In [9]:
# @title Click `Show code` in the code cell. { display-mode: "form" }
movie_info_question = "I want to find a movie with less than 120 minutes made in last 4 years, sci-fi movie" # @param {type:"string"}

In [2]:
%%capture
!pip install -U sentence-transformers
!pip install repeng
!pip install -q -U bitsandbytes
!pip install -q -U git+https://github.com/huggingface/transformers.git
!pip install -q -U git+https://github.com/huggingface/peft.git
!pip install -q -U git+https://github.com/huggingface/accelerate.git


IMPORT LIBRARIES

In [7]:
%timeit
import pandas as pd
import requests
import gzip
import shutil
import os
from google.colab import drive
import torch
import warnings
import random
import json
import torch
import re
import numpy
import bitsandbytes
import accelerate
from transformers import AutoModelForCausalLM, AutoTokenizer
from sentence_transformers import SentenceTransformer, util
from repeng import ControlVector, ControlModel, DatasetEntry
from sklearn.neighbors import NearestNeighbors

# Data loading
1.   Downloads, Extracts, and Preprocesses IMDb Movie Data
2.   Fetches compressed movie datasets from IMDb's repositories.
3.   Unzips the downloaded files.
4.  Loads the data into Pandas dataframes.
5.  Combines the three dataframes to include movie ratings and movie crew.











In [4]:
%timeit
# Function to download and extract the files
def download_and_extract(url, file_name):
    response = requests.get(url, stream=True)
    if response.status_code == 200:
        with open(file_name, 'wb') as file:
            file.write(response.raw.read())
        # Extract the .gz file
        with gzip.open(file_name, 'rb') as f_in:
            with open(file_name[:-3], 'wb') as f_out:
                shutil.copyfileobj(f_in, f_out)
        os.remove(file_name)  # Remove the .gz file after extraction

# URLs for download
url = 'https://datasets.imdbws.com/title.basics.tsv.gz'
url_2 = 'https://datasets.imdbws.com/title.ratings.tsv.gz'
url_3 = 'https://datasets.imdbws.com/title.crew.tsv.gz'
url_4 = 'https://datasets.imdbws.com/name.basics.tsv.gz'
url_5 = 'https://datasets.imdbws.com/title.akas.tsv.gz'

# Download and extract all data
download_and_extract(url, 'title.basics.tsv.gz')
download_and_extract(url_2, 'title.ratings.tsv.gz')
download_and_extract(url_3, 'title.crew.tsv.gz')
download_and_extract(url_4, 'name.basics.tsv.gz')
download_and_extract(url_5, 'title.akas.tsv.gz')

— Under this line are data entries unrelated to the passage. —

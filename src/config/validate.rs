// src/config/validate.rs

use std::path::Component;

use crate::config::model::{ConfigFile, RawConfigFile};
use crate::errors::{PipelineError, Result};

impl TryFrom<RawConfigFile> for ConfigFile {
    type Error = PipelineError;

    fn try_from(raw: RawConfigFile) -> std::result::Result<Self, Self::Error> {
        validate_raw_config(&raw)?;
        Ok(ConfigFile::new_unchecked(raw.layout, raw.bundler, raw.process))
    }
}

fn validate_raw_config(cfg: &RawConfigFile) -> Result<()> {
    validate_layout(cfg)?;
    validate_commands(cfg)?;
    Ok(())
}

fn validate_layout(cfg: &RawConfigFile) -> Result<()> {
    let layout = &cfg.layout;

    for (key, value) in [
        ("config_entry", &layout.config_entry),
        ("server_entry", &layout.server_entry),
        ("webhooks_dir", &layout.webhooks_dir),
        ("operations_dir", &layout.operations_dir),
    ] {
        if value.trim().is_empty() {
            return Err(PipelineError::ConfigError(format!(
                "[layout].{key} must not be empty"
            )));
        }
    }

    if layout.config_entry == layout.server_entry {
        return Err(PipelineError::ConfigError(format!(
            "[layout].config_entry and server_entry must differ (both '{}')",
            layout.config_entry
        )));
    }

    if layout.webhooks_dir == layout.operations_dir {
        return Err(PipelineError::ConfigError(format!(
            "[layout].webhooks_dir and operations_dir must differ (both '{}')",
            layout.webhooks_dir
        )));
    }

    // Bundles are written below the project directory, never outside it.
    let escapes = layout
        .out_dir
        .components()
        .any(|c| !matches!(c, Component::Normal(_) | Component::CurDir));
    if layout.out_dir.as_os_str().is_empty() || escapes {
        return Err(PipelineError::ConfigError(format!(
            "[layout].out_dir must be a relative path inside the project (got {:?})",
            layout.out_dir
        )));
    }

    if layout.extensions.iter().all(|e| e.trim().is_empty()) {
        return Err(PipelineError::ConfigError(
            "[layout].extensions must contain at least one extension".to_string(),
        ));
    }

    Ok(())
}

fn validate_commands(cfg: &RawConfigFile) -> Result<()> {
    if cfg.bundler.cmd.trim().is_empty() {
        return Err(PipelineError::ConfigError(
            "[bundler].cmd must not be empty".to_string(),
        ));
    }
    if cfg.process.executable.trim().is_empty() {
        return Err(PipelineError::ConfigError(
            "[process].executable must not be empty".to_string(),
        ));
    }
    if let Some(key) = cfg.process.env.keys().find(|k| k.is_empty() || k.contains('=')) {
        return Err(PipelineError::ConfigError(format!(
            "[process].env contains an invalid variable name '{key}'"
        )));
    }
    Ok(())
}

# All data goes to dataframes
movies_basics = pd.read_csv('title.basics.tsv', delimiter='\t')
movies_ratings = pd.read_csv('title.ratings.tsv', delimiter='\t')
movies_crew = pd.read_csv('title.crew.tsv', delimiter='\t')
names_of_crew = pd.read_csv('name.basics.tsv', delimiter='\t')
titles_basics = pd.read_csv('title.akas.tsv', delimiter='\t')

# Dropping some columns that I dont need from titles_basics and renaming
titles_basics = titles_basics.drop(columns=['ordering', 'region', 'isOriginalTitle'])
titles_basics = titles_basics.rename(columns={'titleId': 'tconst'})

#movies_crew filtering
names_of_crew = names_of_crew[['nconst', 'primaryName']]
movies_crew = movies_crew[['tconst', 'directors']]
movies_crew = movies_crew.rename(columns={'directors': 'nconst'})

# title type filtering


#Merging all dataframes into one movies_basics
movies_crew = movies_crew.merge(names_of_crew, on='nconst', how='left')
movies_basics = movies_basics.merge(titles_basics, on='tconst', how='left')
movies_basics = movies_basics.merge(movies_ratings, on='tconst', how='left')
movies_basics = movies_basics.merge(movies_crew, on='tconst', how='left')

# Removing rows where I analyzed high ammount of missing values
columns_to_keep = [
    'primaryTitle', 'genres', 'titleType', 'isAdult', 'startYear',
    'averageRating', 'numVotes', 'primaryName',
    'language'
]
# Drop columns that are not in the list of columns to keep + numVotes above 200 so I dont have any Indian telenovels reccomended
movies_basics = movies_basics[columns_to_keep]
movies_basics = movies_basics[movies_basics['numVotes'] >= 200]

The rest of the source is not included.